Goldman Sachs' rate trader report revealed an important development in the market last week: U.S. Treasury yields are highly correlated with oil prices. Data show that when Brent crude oil rose from $71/barrel to $79/barrel, the 2-year and 10-year U.S. Treasury yields surged by 12 and 16 basis points respectively. The transmission mechanism behind this is that rising oil prices have pushed up inflation expectations, which in turn strengthened market expectations that the Federal Reserve will maintain tightening policies, leading to a sell-off in bonds. The report defines this phenomenon as an "energy speed bump" and incorporates it into the global interest rate forecast model, believing that this will have a spillover effect on other markets, including Canada and the euro zone. One-sentence conclusion: Oil prices have become the main driving force for short-term interest rate fluctuations. The transmission chain of "energy-inflation-interest rates" is becoming increasingly tight.
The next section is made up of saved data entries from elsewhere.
//! Unit tests for the user entity

use bazaar_domain::{Role, User, UserUpdate};
use chrono::Utc;

fn user(role: Option<Role>) -> User {
    User {
        id: 1,
        email: "bo@example.com".to_string(),
        password_hash: Some("$2b$04$abc".to_string()),
        role,
        is_active: true,
        first_name: Some("Bo".to_string()),
        last_name: Some("Lind".to_string()),
        image_url: None,
        created_at: Utc::now(),
    }
}

#[test]
fn test_missing_role_is_least_privileged() {
    assert_eq!(user(None).effective_role(), Role::User);
    assert_eq!(user(Some(Role::Admin)).effective_role(), Role::Admin);
}

#[test]
fn test_profile_never_carries_hash() {
    let profile = user(Some(Role::Customer)).profile();
    let json = serde_json::to_string(&profile).expect("serialize");

    assert!(!json.contains("password"));
    assert!(!json.contains("$2b$"));
    assert!(json.contains("\"firstName\":\"Bo\""));
}

#[test]
fn test_seed_record_defaults() {
    let json = r#"{"id": 3, "email": "cy@example.com"}"#;
    let user: User = serde_json::from_str(json).expect("deserialize");

    assert!(user.is_active);
    assert!(user.password_hash.is_none());
    assert_eq!(user.effective_role(), Role::User);
}

#[test]
fn test_empty_update() {
    assert!(UserUpdate::default().is_empty());
    let update = UserUpdate {
        is_active: Some(false),
        ..UserUpdate::default()
    };
    assert!(!update.is_empty());
}
//! Domain Port Interfaces
//!
//! Contracts implemented by the infrastructure layer and consumed by the
//! application layer.
//!
//! ## Organization
//!
//! - **providers/** - token signing, password hashing and email delivery
//! - **infrastructure/** - process-local services (session cache)

/// Infrastructure service ports
pub mod infrastructure;
/// External service provider ports
pub mod providers;

pub use infrastructure::SessionCache;
pub use providers::{EmailSender, PasswordHasher, TokenCodec};
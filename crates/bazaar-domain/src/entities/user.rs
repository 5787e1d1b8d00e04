//! User entity and its projections

use chrono::{DateTime, Utc};
use serde::{Deserialize, Serialize};

use crate::value_objects::Role;

/// Unique, immutable user identifier
pub type UserId = i64;

/// A user record as held by the credential store
///
/// `password_hash` is `None` for accounts created through an external
/// identity provider; such accounts cannot log in with a password.
#[derive(Debug, Clone, PartialEq, Eq, Serialize, Deserialize)]
#[serde(rename_all = "camelCase")]
pub struct User {
    pub id: UserId,
    pub email: String,
    #[serde(default)]
    pub password_hash: Option<String>,
    #[serde(default)]
    pub role: Option<Role>,
    #[serde(default = "default_active")]
    pub is_active: bool,
    #[serde(default)]
    pub first_name: Option<String>,
    #[serde(default)]
    pub last_name: Option<String>,
    #[serde(default)]
    pub image_url: Option<String>,
    #[serde(default = "Utc::now")]
    pub created_at: DateTime<Utc>,
}

fn default_active() -> bool {
    true
}

impl User {
    /// Role used for authorization decisions
    ///
    /// A record without a role tag is treated as the least-privileged
    /// [`Role::User`].
    pub fn effective_role(&self) -> Role {
        self.role.unwrap_or(Role::User)
    }

    /// Project the record into its session view, dropping the hash
    pub fn profile(&self) -> UserProfile {
        UserProfile {
            id: self.id,
            email: self.email.clone(),
            role: self.effective_role(),
            first_name: self.first_name.clone(),
            last_name: self.last_name.clone(),
            image_url: self.image_url.clone(),
            is_active: self.is_active,
            created_at: self.created_at,
        }
    }
}

/// The minimal user projection carried by sessions
///
/// Never contains credential material.
#[derive(Debug, Clone, PartialEq, Eq, Serialize, Deserialize)]
#[serde(rename_all = "camelCase")]
pub struct UserProfile {
    pub id: UserId,
    pub email: String,
    pub role: Role,
    pub first_name: Option<String>,
    pub last_name: Option<String>,
    pub image_url: Option<String>,
    pub is_active: bool,
    pub created_at: DateTime<Utc>,
}

impl UserProfile {
    /// Name used to greet the user in emails
    pub fn display_name(&self) -> &str {
        self.first_name.as_deref().unwrap_or("there")
    }
}

/// Input for creating a user record
#[derive(Debug, Clone)]
pub struct NewUser {
    pub email: String,
    pub password_hash: Option<String>,
    pub role: Role,
    pub is_active: bool,
    pub first_name: Option<String>,
    pub last_name: Option<String>,
}

/// Administrative changes applied to an existing user
///
/// Fields left as `None` are not touched.
#[derive(Debug, Clone, Default, PartialEq, Eq, Serialize, Deserialize)]
#[serde(rename_all = "camelCase")]
pub struct UserUpdate {
    #[serde(default)]
    pub role: Option<Role>,
    #[serde(default)]
    pub is_active: Option<bool>,
}

impl UserUpdate {
    /// True when the update would not change anything
    pub fn is_empty(&self) -> bool {
        self.role.is_none() && self.is_active.is_none()
    }
}
//! Password hashing service using bcrypt

use bazaar_domain::PasswordHasher;
use bazaar_domain::error::Result;

use crate::error_ext::ErrorContext;

/// bcrypt password hasher with a fixed work factor
#[derive(Debug, Clone, Copy)]
pub struct BcryptPasswordHasher {
    cost: u32,
}

impl BcryptPasswordHasher {
    /// Create a hasher; `cost` must be in `4..=31`
    pub fn new(cost: u32) -> Self {
        Self { cost }
    }

    pub fn cost(&self) -> u32 {
        self.cost
    }
}

impl PasswordHasher for BcryptPasswordHasher {
    fn hash(&self, password: &str) -> Result<String> {
        bcrypt::hash(password, self.cost).auth_context("Password hashing failed")
    }

    fn verify(&self, password: &str, hash: &str) -> Result<bool> {
        bcrypt::verify(password, hash).auth_context("Invalid password hash format")
    }
}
Investors need to pay close attention to this macro risk factor. Positive/negative: negative for the global bond market, especially long-term bonds. Positive for TIPS and energy stocks. The market has responded to rising oil prices, but if oil prices remain high, the secondary impact on interest rates has not yet been fully priced in. Catalysts: 1) The next direction of Brent crude oil prices; 2) U.S. CPI data this week, verifying the transmission of oil prices to core inflation; 3) Fed officials’ stance on the impact of oil prices.